Figure 6. Clustering of Lysosomes Increases Their Interaction with Late Endosomes

(A) Selected frames from a time-lapse video of a COS-7 cell in which lysosomes (green) and late endosomes (red) were labeled. Scale bars, 15 μm. (B) An example of a computationally detected interacting lysosome-endosome pair that remained together for >4 min. Top three rows: the actual fluorescence signals. Bottom row: computational detection result. Scale bars, 1 μm. (C) Clusters of late endosomes and lysosomes detected from the video in (A). Interacting lysosome-endosome pairs (magenta). Lysosome (green). Late endosome (blue). Lysosome cluster boundaries (light blue lines). Endosome cluster boundaries (orange lines). (D) Same as (E) but showing only the clusters and detected lysosome-endosome pairs. (E) Number of detected interacting lysosome-endosome pairs in 10 cells within 5 min: 89, 26, 101, 54, 64, 61, 63, 32, 117, and 58. (F) Histogram of the duration of the detected interacting pairs staying together. (G) Relation between the location of interacting pairs and the clusters of endosomes and lysosomes.

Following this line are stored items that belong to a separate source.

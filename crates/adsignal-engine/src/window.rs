//! Splitting a trailing time range into `baseline` and `recent` windows.

use chrono::{DateTime, Duration, Utc};
use serde::Serialize;

pub const RADAR_MIN_DAYS: i64 = 7;
pub const RADAR_MAX_DAYS: i64 = 180;
pub const RADAR_DEFAULT_DAYS: i64 = 30;

pub const PULSE_RECENT_DAYS: i64 = 7;
pub const PULSE_BASELINE_DAYS: i64 = 21;

/// A contiguous time range, `[start, end]`.
#[derive(Debug, Clone, Copy, PartialEq, Eq, Serialize)]
pub struct Window {
    pub start: DateTime<Utc>,
    pub end: DateTime<Utc>,
}

impl Window {
    #[must_use]
    pub fn duration(&self) -> Duration {
        self.end - self.start
    }
}

#[derive(Debug, Clone, Copy, PartialEq, Eq)]
pub enum Bucket {
    Baseline,
    Recent,
}

/// Two adjacent windows sharing one cutoff: `baseline.end == recent.start`.
#[derive(Debug, Clone, Copy, PartialEq, Eq)]
pub struct WindowPair {
    pub baseline: Window,
    pub recent: Window,
}

impl WindowPair {
    /// Cover `[now - total, now]`, the last `recent` of it being the recent window.
    ///
    /// `recent` is clamped to `[0, total]` so the pair never overlaps or leaves a gap.
    #[must_use]
    pub fn split(now: DateTime<Utc>, total: Duration, recent: Duration) -> Self {
        let total = total.max(Duration::zero());
        let recent = recent.clamp(Duration::zero(), total);
        let start = now - total;
        let cutoff = now - recent;
        Self {
            baseline: Window { start, end: cutoff },
            recent: Window {
                start: cutoff,
                end: now,
            },
        }
    }

    /// Radar windows: `days` clamped to `[7, 180]`, cutoff at `now - floor(days / 2)`.
    #[must_use]
    pub fn radar(now: DateTime<Utc>, days: i64) -> Self {
        let days = clamp_radar_days(days);
        Self::split(now, Duration::days(days), Duration::days(days / 2))
    }

    /// Pulse windows: last 7 days against the 21 days before them.
    #[must_use]
    pub fn pulse(now: DateTime<Utc>) -> Self {
        Self::split(
            now,
            Duration::days(PULSE_RECENT_DAYS + PULSE_BASELINE_DAYS),
            Duration::days(PULSE_RECENT_DAYS),
        )
    }

    #[must_use]
    pub fn cutoff(&self) -> DateTime<Utc> {
        self.recent.start
    }

    #[must_use]
    pub fn start(&self) -> DateTime<Utc> {
        self.baseline.start
    }

    #[must_use]
    pub fn end(&self) -> DateTime<Utc> {
        self.recent.end
    }

    /// Bucket for a timestamp; the cutoff itself belongs to `recent`.
    ///
    /// Timestamps outside the pair's overall range return `None`.
    #[must_use]
    pub fn bucket(&self, at: DateTime<Utc>) -> Option<Bucket> {
        if at < self.start() || at > self.end() {
            None
        } else if at >= self.cutoff() {
            Some(Bucket::Recent)
        } else {
            Some(Bucket::Baseline)
        }
    }
}

/// Out-of-range requests are clamped, never rejected.
#[must_use]
pub fn clamp_radar_days(days: i64) -> i64 {
    days.clamp(RADAR_MIN_DAYS, RADAR_MAX_DAYS)
}

#[cfg(test)]
mod tests {
    use super::*;
    use chrono::TimeZone;

    fn now() -> DateTime<Utc> {
        Utc.with_ymd_and_hms(2026, 3, 15, 12, 0, 0).unwrap()
    }

    #[test]
    fn split_windows_are_contiguous_and_cover_total() {
        for days in [7, 8, 30, 31, 90, 180] {
            let pair = WindowPair::radar(now(), days);
            assert_eq!(pair.baseline.end, pair.recent.start);
            assert_eq!((pair.recent.end - pair.baseline.start).num_days(), days);
        }
    }

    #[test]
    fn radar_days_are_clamped() {
        assert_eq!(clamp_radar_days(1), 7);
        assert_eq!(clamp_radar_days(-30), 7);
        assert_eq!(clamp_radar_days(365), 180);
        assert_eq!(clamp_radar_days(45), 45);

        let pair = WindowPair::radar(now(), 1_000);
        assert_eq!(pair.recent.end - pair.baseline.start, Duration::days(180));
    }

    #[test]
    fn radar_cutoff_uses_floor_of_half() {
        let pair = WindowPair::radar(now(), 31);
        assert_eq!(pair.recent.duration(), Duration::days(15));
        assert_eq!(pair.baseline.duration(), Duration::days(16));
    }

    #[test]
    fn pulse_windows_are_seven_and_twenty_one_days() {
        let pair = WindowPair::pulse(now());
        assert_eq!(pair.recent.duration(), Duration::days(7));
        assert_eq!(pair.baseline.duration(), Duration::days(21));
        assert_eq!(pair.baseline.end, pair.recent.start);
        assert_eq!(pair.end(), now());
    }

    #[test]
    fn cutoff_is_recent_and_baseline_exclusive() {
        let pair = WindowPair::radar(now(), 30);
        let cutoff = pair.cutoff();
        assert_eq!(pair.bucket(cutoff), Some(Bucket::Recent));
        assert_eq!(
            pair.bucket(cutoff - Duration::milliseconds(1)),
            Some(Bucket::Baseline)
        );
        assert_eq!(pair.bucket(pair.start()), Some(Bucket::Baseline));
        assert_eq!(pair.bucket(pair.end()), Some(Bucket::Recent));
    }

    #[test]
    fn out_of_range_timestamps_have_no_bucket() {
        let pair = WindowPair::pulse(now());
        assert_eq!(pair.bucket(pair.start() - Duration::seconds(1)), None);
        assert_eq!(pair.bucket(pair.end() + Duration::seconds(1)), None);
    }

    #[test]
    fn recent_longer_than_total_collapses_baseline() {
        let pair = WindowPair::split(now(), Duration::days(5), Duration::days(9));
        assert_eq!(pair.baseline.duration(), Duration::zero());
        assert_eq!(pair.recent.duration(), Duration::days(5));
    }
}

Figure 7. Tracking of Fusion between Lysosomes and Endosomes and a Model of Lysosomal Clustering

(A) An example of lysosome-endosome fusion in a COS-7 cell. At 0–9 s, two lysosomes (arrowheads) moved close to an endosome. At 36 s, the three organelles overlapped with one another in their fluorescence signals, presumably undergoing fusion or partial content exchange. This was followed by the formation of a new lysosome at 69–157 s, indicated by arrows. At 600 s, separation and content exchange were evident, given that the lysosome content (green fluorescence) was present in the endosome (hollow arrows) and vice versa. Lysosome (arrowheads). A newly formed lysosome (solid arrows). An endosome that gained lysosomal content (hollow arrows). Scale bar, 2.5 μm. (B) Computational detection of lysosome-endosome interaction in the example shown in (A). (Upper row) The actual lysosome-endosome pair. (Bottom row) Computational detection results. Frame rate during imaging: 4.2 s per frame. Scale bars, 1 μm. (C) Our active transport-mediated clustering model.